WHAT NEEDS TO BE DONE
Pick out each line below containing "sender".

[Records excerpted from a collection]
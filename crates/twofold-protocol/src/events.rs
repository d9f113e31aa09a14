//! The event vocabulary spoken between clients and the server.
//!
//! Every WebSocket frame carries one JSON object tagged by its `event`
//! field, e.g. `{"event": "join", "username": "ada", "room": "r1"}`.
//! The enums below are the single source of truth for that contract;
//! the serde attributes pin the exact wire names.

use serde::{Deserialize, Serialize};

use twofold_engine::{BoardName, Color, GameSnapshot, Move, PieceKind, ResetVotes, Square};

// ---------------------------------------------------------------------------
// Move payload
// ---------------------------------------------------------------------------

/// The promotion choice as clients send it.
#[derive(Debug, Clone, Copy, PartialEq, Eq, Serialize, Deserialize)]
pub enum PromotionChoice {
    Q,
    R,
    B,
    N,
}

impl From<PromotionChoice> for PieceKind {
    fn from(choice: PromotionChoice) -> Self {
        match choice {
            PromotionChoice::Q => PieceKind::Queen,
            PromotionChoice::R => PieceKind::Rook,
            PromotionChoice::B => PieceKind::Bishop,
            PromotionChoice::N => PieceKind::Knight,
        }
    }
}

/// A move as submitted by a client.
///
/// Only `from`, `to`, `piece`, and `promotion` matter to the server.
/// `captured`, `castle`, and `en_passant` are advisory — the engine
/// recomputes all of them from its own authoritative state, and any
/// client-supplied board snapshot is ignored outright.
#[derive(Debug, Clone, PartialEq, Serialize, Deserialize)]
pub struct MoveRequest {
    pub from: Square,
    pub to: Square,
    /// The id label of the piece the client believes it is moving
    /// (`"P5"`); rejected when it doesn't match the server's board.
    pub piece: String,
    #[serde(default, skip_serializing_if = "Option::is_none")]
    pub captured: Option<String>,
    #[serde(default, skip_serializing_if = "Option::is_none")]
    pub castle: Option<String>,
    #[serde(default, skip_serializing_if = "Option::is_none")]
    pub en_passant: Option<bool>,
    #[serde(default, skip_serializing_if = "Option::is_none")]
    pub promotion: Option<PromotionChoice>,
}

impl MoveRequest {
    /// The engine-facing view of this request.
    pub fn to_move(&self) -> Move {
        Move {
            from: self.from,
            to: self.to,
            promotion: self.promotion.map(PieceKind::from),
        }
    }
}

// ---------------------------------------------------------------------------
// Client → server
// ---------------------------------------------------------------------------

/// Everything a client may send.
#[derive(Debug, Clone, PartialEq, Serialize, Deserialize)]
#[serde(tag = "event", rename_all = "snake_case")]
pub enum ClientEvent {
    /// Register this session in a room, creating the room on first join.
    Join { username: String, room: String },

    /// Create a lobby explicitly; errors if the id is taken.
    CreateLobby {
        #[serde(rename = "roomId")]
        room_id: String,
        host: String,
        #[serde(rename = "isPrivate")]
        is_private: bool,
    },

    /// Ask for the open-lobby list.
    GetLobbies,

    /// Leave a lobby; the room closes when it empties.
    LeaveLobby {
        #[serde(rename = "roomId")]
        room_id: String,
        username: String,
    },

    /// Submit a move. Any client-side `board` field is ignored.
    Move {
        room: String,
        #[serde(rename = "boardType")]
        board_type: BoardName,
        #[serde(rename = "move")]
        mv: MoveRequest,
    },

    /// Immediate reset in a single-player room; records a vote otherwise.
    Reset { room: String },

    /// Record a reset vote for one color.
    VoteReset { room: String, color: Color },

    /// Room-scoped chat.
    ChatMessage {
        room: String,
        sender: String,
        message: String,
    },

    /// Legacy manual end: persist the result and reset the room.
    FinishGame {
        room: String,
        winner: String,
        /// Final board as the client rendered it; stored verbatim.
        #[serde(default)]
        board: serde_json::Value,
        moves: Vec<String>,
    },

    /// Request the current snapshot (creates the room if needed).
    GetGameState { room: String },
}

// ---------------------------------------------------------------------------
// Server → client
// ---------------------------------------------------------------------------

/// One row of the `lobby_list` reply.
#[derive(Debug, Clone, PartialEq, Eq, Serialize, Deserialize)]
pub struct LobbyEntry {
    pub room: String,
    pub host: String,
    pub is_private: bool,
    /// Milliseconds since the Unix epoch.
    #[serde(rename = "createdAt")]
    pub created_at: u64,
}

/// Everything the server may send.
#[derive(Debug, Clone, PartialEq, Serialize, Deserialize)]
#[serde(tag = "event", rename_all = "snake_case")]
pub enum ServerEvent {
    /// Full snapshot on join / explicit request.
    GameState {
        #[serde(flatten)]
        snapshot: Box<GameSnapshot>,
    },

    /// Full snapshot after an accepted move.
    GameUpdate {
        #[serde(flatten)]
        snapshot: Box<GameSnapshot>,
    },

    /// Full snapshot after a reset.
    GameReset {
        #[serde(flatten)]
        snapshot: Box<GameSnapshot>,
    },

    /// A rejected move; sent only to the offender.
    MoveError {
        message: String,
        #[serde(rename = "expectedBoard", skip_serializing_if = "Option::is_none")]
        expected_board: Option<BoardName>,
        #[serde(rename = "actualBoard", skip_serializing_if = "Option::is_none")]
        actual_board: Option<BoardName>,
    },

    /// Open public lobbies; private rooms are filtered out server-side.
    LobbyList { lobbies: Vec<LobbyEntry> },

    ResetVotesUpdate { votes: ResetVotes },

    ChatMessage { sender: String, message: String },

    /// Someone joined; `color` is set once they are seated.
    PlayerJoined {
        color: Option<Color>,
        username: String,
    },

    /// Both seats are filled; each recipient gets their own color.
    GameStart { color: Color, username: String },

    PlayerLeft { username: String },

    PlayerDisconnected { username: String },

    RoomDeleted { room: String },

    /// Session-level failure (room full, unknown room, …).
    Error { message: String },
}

---

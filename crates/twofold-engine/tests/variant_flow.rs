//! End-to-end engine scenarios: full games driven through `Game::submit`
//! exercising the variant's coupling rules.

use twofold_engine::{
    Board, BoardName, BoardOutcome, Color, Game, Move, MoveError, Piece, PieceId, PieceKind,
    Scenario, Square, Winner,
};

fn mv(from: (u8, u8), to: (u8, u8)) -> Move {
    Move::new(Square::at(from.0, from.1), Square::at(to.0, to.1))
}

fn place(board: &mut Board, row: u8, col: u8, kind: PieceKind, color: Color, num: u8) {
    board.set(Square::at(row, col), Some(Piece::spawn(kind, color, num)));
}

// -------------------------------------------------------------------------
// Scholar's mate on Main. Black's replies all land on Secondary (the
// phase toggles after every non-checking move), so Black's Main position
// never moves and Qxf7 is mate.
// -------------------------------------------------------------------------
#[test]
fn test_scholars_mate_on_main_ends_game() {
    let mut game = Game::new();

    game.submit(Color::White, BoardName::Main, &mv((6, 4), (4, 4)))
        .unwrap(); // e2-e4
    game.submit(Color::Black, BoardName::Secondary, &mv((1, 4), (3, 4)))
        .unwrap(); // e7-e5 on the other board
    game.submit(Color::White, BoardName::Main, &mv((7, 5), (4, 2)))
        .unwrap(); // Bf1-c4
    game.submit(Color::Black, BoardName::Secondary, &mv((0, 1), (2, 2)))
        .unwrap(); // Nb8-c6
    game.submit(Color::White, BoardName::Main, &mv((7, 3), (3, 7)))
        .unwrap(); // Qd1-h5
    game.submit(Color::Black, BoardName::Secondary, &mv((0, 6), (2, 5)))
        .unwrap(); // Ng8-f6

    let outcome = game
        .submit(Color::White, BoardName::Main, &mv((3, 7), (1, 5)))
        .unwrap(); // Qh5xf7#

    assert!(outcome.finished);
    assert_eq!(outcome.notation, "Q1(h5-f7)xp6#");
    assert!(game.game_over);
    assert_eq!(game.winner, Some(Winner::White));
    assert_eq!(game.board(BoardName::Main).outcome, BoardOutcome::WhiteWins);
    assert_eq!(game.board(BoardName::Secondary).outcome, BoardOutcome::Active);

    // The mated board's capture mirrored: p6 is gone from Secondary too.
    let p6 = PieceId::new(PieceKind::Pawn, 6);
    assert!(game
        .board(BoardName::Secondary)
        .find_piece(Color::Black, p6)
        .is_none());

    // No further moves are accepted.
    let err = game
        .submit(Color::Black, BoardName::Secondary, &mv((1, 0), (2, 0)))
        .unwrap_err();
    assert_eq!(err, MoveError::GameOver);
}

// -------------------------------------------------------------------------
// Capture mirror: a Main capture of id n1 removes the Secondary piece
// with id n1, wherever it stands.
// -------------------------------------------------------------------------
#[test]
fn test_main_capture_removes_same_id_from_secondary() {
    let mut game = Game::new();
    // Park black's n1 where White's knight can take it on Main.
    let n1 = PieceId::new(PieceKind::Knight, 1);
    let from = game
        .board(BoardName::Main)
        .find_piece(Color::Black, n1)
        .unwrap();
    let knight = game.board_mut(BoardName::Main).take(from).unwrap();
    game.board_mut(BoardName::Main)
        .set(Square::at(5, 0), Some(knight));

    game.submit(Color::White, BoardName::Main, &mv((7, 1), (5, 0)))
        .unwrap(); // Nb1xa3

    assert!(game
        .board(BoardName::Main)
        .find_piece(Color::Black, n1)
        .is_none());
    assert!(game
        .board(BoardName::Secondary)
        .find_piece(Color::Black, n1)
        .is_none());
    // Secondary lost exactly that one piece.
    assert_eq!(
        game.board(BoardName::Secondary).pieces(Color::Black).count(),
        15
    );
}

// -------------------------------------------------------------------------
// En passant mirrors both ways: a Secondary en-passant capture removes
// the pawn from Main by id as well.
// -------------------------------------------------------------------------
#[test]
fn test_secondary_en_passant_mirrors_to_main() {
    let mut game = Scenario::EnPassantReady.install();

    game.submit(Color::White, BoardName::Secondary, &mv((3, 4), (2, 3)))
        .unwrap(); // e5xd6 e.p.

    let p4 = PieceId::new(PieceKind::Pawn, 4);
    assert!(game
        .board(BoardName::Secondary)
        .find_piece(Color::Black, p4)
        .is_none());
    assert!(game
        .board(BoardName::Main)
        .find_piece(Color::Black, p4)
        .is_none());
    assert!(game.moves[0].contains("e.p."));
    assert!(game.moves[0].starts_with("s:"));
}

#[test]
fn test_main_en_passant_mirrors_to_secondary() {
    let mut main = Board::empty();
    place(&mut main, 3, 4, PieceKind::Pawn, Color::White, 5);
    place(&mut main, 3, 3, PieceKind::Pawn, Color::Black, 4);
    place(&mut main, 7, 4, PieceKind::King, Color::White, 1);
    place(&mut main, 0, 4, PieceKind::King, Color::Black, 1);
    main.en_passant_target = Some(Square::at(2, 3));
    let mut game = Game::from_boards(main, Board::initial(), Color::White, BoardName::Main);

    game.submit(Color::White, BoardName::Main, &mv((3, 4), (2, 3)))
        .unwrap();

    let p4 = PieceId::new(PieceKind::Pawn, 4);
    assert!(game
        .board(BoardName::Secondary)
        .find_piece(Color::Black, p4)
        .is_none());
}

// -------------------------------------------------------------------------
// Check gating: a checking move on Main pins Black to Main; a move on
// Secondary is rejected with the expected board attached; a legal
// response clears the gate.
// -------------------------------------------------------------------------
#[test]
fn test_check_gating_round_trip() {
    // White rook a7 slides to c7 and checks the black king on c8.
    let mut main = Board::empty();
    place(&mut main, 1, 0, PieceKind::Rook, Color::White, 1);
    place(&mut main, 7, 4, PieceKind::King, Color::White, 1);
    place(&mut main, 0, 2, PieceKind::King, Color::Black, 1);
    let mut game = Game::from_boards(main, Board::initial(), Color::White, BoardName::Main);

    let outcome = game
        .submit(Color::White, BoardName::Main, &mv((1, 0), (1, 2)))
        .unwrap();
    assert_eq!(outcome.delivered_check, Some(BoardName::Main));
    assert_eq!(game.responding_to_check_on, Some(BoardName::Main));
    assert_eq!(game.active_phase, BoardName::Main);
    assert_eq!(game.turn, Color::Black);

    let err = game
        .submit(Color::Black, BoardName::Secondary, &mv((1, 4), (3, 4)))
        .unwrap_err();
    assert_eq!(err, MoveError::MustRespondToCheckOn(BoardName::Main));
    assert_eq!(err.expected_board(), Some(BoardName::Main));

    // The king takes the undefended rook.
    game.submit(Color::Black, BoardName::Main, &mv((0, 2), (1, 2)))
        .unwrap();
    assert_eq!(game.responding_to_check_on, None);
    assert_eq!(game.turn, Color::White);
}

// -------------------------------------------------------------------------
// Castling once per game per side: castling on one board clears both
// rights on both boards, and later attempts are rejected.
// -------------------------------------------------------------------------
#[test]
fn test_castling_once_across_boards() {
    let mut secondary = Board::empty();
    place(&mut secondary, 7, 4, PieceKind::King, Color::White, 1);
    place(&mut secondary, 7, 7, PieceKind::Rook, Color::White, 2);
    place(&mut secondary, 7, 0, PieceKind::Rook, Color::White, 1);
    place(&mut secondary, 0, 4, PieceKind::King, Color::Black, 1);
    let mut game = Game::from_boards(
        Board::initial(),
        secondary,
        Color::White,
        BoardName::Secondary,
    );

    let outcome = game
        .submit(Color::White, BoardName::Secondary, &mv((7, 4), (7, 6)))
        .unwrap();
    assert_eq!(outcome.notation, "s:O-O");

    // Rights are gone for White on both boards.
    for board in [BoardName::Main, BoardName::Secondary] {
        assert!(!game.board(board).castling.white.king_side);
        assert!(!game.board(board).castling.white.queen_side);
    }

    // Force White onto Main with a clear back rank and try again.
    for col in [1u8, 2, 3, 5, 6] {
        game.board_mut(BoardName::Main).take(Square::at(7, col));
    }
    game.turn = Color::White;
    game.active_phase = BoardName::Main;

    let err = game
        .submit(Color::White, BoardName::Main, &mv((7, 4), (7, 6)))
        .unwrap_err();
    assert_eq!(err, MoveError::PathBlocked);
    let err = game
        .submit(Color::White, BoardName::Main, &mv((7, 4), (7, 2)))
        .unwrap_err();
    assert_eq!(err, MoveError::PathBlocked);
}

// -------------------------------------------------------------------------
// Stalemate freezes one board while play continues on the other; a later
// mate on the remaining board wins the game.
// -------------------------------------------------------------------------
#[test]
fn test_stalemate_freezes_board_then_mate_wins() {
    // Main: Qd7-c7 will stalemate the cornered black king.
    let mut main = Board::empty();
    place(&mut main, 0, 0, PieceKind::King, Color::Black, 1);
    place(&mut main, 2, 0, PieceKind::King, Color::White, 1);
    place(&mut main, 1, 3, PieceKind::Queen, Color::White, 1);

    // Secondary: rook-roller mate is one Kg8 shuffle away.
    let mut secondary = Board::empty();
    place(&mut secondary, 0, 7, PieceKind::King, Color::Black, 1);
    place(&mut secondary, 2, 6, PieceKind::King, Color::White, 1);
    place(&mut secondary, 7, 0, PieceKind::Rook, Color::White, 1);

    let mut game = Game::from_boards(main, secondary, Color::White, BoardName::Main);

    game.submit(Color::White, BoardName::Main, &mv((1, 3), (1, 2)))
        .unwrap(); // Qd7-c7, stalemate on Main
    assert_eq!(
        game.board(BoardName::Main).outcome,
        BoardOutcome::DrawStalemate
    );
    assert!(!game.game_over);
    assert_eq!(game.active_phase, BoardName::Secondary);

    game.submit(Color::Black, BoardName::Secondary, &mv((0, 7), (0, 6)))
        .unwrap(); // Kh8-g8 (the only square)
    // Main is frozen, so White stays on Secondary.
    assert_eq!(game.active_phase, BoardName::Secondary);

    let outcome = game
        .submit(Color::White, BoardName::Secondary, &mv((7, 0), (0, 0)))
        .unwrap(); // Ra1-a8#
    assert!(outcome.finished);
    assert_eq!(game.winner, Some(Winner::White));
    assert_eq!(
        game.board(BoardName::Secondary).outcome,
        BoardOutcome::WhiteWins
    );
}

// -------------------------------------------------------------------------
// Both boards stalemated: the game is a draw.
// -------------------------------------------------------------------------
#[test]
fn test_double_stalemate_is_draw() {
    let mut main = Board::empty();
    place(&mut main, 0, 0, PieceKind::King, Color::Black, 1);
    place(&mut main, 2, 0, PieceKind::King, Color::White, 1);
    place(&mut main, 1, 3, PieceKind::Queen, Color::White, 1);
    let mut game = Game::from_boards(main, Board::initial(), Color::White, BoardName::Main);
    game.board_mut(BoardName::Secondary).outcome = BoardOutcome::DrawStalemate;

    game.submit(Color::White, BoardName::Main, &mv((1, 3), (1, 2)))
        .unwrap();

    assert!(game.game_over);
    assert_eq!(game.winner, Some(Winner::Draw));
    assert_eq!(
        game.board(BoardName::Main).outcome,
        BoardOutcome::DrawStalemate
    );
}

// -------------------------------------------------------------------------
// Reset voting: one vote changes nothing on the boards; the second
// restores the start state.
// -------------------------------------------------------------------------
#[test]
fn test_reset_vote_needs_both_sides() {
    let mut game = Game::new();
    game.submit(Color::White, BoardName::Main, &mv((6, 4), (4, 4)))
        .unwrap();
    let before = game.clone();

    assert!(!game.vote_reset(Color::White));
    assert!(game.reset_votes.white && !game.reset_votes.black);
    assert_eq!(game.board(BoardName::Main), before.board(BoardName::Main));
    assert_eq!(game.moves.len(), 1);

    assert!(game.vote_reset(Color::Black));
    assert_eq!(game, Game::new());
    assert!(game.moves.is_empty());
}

PROBLEM SOLUTION
        sender: String,
    ChatMessage { sender: String, message: String },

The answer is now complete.